(AVAILABLE DATA)

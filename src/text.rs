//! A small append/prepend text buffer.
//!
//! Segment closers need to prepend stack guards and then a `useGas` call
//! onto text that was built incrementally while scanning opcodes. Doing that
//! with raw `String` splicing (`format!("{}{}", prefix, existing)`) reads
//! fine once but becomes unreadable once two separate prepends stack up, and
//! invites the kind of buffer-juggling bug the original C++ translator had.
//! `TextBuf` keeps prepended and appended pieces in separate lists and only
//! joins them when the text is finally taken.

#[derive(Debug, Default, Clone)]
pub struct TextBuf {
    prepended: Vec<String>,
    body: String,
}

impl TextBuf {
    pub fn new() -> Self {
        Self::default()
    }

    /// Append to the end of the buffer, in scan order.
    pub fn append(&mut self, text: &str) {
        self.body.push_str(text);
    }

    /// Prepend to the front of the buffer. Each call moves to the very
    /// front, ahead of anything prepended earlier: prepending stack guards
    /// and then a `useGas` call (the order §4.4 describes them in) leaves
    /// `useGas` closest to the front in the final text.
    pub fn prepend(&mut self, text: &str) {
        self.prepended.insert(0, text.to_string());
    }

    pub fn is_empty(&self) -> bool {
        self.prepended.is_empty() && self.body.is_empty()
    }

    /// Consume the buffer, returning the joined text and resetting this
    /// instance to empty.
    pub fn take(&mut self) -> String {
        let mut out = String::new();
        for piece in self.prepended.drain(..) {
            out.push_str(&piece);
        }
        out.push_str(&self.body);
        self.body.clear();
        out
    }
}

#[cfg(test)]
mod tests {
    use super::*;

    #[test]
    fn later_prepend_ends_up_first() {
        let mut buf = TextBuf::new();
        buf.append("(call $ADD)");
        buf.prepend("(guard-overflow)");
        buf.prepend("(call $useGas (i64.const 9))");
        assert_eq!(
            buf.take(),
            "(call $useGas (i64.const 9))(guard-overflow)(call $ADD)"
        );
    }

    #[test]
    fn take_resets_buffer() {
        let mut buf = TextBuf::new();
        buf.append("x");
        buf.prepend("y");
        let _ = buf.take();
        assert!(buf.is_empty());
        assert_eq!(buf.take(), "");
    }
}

(End AVAILABLE DATA)
(AVAILABLE DATA)

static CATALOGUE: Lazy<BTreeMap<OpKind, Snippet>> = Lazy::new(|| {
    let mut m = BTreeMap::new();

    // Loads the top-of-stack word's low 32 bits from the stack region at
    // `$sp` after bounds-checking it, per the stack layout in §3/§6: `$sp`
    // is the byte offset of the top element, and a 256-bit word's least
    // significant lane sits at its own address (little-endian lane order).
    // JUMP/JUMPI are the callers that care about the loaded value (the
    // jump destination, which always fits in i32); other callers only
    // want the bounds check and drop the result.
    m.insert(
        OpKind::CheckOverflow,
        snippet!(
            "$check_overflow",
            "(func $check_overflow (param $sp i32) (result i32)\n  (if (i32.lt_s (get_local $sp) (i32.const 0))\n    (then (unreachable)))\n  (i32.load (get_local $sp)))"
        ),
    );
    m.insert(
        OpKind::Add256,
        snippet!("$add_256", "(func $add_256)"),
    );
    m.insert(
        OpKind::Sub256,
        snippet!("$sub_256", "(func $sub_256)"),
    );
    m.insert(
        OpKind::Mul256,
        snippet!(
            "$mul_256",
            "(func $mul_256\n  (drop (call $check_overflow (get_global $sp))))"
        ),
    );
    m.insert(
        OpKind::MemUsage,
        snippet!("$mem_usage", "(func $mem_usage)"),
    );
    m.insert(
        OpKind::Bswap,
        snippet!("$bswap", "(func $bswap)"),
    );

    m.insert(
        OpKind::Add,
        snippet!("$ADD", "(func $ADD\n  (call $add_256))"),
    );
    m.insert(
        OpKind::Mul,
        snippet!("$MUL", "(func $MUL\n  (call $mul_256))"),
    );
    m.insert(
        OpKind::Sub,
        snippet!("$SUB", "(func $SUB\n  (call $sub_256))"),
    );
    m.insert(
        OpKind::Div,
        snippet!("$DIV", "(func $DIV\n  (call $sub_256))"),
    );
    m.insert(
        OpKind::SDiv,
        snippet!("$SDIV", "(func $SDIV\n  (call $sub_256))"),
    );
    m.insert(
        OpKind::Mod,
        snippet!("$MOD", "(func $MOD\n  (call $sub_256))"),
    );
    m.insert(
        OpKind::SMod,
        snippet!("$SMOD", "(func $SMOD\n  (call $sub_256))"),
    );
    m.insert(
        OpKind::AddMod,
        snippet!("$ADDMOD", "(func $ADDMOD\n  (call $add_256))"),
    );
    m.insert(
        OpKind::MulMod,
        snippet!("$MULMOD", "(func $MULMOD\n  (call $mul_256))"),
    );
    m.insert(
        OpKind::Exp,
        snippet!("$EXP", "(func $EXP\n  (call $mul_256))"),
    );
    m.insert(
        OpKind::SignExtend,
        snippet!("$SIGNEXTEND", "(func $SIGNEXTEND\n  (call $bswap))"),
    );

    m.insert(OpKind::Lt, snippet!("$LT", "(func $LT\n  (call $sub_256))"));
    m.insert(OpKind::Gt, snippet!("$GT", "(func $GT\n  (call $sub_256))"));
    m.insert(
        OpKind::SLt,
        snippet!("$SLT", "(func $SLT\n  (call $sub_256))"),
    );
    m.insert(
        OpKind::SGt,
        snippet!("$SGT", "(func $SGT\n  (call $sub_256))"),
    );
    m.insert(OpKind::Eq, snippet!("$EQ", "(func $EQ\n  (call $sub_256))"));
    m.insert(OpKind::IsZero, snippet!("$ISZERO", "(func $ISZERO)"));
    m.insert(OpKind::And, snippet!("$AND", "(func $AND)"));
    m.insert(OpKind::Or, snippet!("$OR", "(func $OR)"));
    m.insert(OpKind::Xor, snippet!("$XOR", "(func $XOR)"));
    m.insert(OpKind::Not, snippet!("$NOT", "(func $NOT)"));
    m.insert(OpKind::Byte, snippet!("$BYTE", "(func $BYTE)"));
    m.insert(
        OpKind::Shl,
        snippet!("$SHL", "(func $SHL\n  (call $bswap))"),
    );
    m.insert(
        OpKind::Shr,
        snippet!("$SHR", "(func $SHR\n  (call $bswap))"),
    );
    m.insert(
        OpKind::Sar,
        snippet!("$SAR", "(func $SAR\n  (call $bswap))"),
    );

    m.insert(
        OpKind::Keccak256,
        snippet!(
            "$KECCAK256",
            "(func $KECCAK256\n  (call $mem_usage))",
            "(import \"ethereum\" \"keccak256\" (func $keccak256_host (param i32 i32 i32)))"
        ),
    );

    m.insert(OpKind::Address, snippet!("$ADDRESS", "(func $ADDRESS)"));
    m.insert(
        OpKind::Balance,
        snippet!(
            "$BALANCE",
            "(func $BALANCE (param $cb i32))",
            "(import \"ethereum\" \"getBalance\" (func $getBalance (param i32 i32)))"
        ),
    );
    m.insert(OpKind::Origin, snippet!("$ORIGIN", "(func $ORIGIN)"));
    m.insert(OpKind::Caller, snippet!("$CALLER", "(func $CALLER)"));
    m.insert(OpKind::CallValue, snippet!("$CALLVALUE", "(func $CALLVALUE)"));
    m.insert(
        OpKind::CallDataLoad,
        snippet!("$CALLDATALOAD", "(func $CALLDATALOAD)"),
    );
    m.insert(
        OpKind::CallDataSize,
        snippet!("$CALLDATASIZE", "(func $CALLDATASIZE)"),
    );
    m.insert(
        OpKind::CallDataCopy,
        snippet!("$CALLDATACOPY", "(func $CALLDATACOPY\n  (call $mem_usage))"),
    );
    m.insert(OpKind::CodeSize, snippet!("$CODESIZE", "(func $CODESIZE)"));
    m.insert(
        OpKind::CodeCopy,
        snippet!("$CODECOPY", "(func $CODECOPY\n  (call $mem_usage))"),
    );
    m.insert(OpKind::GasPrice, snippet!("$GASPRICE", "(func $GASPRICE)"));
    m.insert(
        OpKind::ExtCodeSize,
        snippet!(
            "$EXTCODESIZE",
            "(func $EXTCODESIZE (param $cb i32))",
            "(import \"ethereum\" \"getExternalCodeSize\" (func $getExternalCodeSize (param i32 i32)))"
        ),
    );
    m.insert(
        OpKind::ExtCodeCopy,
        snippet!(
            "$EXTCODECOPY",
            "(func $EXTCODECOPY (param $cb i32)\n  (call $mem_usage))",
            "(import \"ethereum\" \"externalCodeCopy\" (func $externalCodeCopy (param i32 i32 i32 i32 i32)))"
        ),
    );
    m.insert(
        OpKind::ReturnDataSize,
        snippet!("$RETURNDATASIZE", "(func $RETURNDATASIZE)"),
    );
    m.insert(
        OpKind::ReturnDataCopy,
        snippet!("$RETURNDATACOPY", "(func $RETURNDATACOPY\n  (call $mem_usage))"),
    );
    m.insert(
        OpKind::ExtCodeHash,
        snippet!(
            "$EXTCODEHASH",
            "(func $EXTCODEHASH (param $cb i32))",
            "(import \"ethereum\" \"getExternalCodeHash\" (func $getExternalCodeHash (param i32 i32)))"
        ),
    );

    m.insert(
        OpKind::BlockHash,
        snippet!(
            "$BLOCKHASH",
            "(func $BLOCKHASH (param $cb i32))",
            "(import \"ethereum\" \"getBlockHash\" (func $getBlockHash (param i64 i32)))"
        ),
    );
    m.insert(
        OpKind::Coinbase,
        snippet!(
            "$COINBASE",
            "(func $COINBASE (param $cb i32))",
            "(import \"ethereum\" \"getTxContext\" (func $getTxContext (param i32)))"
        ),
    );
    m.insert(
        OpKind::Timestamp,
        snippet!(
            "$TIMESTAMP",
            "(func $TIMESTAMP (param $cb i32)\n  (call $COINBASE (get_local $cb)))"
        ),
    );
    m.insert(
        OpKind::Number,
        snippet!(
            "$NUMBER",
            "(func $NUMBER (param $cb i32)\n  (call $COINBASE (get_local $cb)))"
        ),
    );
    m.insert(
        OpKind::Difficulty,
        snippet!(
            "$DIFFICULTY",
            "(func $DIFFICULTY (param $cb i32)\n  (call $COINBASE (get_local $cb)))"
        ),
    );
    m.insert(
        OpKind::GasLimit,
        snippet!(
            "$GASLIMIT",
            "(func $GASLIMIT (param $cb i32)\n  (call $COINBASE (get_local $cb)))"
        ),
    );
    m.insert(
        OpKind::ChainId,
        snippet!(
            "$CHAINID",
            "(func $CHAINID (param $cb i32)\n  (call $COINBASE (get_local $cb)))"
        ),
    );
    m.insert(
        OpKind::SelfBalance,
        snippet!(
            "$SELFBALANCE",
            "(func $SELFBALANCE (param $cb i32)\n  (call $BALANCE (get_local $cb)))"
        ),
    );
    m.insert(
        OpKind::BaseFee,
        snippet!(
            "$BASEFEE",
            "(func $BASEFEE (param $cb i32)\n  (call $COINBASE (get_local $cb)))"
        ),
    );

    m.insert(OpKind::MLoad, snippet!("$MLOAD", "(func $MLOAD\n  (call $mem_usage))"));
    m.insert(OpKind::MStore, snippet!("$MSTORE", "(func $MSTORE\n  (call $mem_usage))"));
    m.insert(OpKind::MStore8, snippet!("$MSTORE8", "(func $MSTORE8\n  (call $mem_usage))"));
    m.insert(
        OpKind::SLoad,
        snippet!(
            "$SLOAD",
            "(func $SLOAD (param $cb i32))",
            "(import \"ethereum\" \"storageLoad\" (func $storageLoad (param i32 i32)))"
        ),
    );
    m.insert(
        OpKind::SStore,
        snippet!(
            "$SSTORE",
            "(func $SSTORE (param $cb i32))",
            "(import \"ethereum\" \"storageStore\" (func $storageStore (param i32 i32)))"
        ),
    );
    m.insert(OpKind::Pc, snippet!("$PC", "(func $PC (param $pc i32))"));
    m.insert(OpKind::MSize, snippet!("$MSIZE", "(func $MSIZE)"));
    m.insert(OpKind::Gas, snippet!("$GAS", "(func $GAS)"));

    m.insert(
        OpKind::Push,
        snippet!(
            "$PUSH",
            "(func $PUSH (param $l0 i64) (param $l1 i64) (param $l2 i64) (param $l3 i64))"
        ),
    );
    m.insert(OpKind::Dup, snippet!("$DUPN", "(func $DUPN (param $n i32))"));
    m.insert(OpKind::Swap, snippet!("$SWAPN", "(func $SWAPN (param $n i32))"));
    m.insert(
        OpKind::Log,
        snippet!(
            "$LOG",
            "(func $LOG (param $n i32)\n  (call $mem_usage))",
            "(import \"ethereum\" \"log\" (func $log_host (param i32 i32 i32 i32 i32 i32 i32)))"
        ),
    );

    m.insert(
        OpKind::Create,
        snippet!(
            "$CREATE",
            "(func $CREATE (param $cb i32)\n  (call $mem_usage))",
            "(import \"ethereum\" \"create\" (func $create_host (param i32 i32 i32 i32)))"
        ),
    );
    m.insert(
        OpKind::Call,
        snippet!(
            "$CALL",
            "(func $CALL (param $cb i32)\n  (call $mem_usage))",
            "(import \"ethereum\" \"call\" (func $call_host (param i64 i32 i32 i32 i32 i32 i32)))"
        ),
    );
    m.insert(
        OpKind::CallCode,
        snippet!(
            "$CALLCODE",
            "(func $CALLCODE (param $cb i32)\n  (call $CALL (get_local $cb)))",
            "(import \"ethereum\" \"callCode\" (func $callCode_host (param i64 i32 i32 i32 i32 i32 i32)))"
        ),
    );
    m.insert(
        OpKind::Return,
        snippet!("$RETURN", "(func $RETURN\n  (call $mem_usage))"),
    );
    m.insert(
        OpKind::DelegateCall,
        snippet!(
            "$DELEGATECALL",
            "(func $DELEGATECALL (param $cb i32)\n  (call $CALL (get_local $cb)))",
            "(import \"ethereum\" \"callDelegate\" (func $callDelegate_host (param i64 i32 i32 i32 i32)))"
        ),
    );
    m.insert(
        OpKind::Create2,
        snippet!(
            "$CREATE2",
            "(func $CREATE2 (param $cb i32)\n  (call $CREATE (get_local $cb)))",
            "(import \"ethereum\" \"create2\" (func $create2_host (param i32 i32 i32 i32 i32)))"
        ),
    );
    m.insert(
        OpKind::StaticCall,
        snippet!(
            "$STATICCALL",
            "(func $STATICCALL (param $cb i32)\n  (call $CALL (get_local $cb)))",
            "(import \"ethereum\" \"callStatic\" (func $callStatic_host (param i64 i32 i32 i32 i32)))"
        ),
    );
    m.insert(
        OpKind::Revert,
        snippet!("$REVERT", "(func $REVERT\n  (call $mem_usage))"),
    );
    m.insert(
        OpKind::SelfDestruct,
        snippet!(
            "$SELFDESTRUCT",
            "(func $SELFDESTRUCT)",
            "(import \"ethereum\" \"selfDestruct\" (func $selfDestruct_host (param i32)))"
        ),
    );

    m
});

(End AVAILABLE DATA)

## EXERCISE OBJECTIVE
Working through the records, find each line containing the word "bounds" and copy it.

## SOLUTION TO THE EXERCISE
    // `$sp` after bounds-checking it, per the stack layout in §3/§6: `$sp`
    // want the bounds check and drop the result.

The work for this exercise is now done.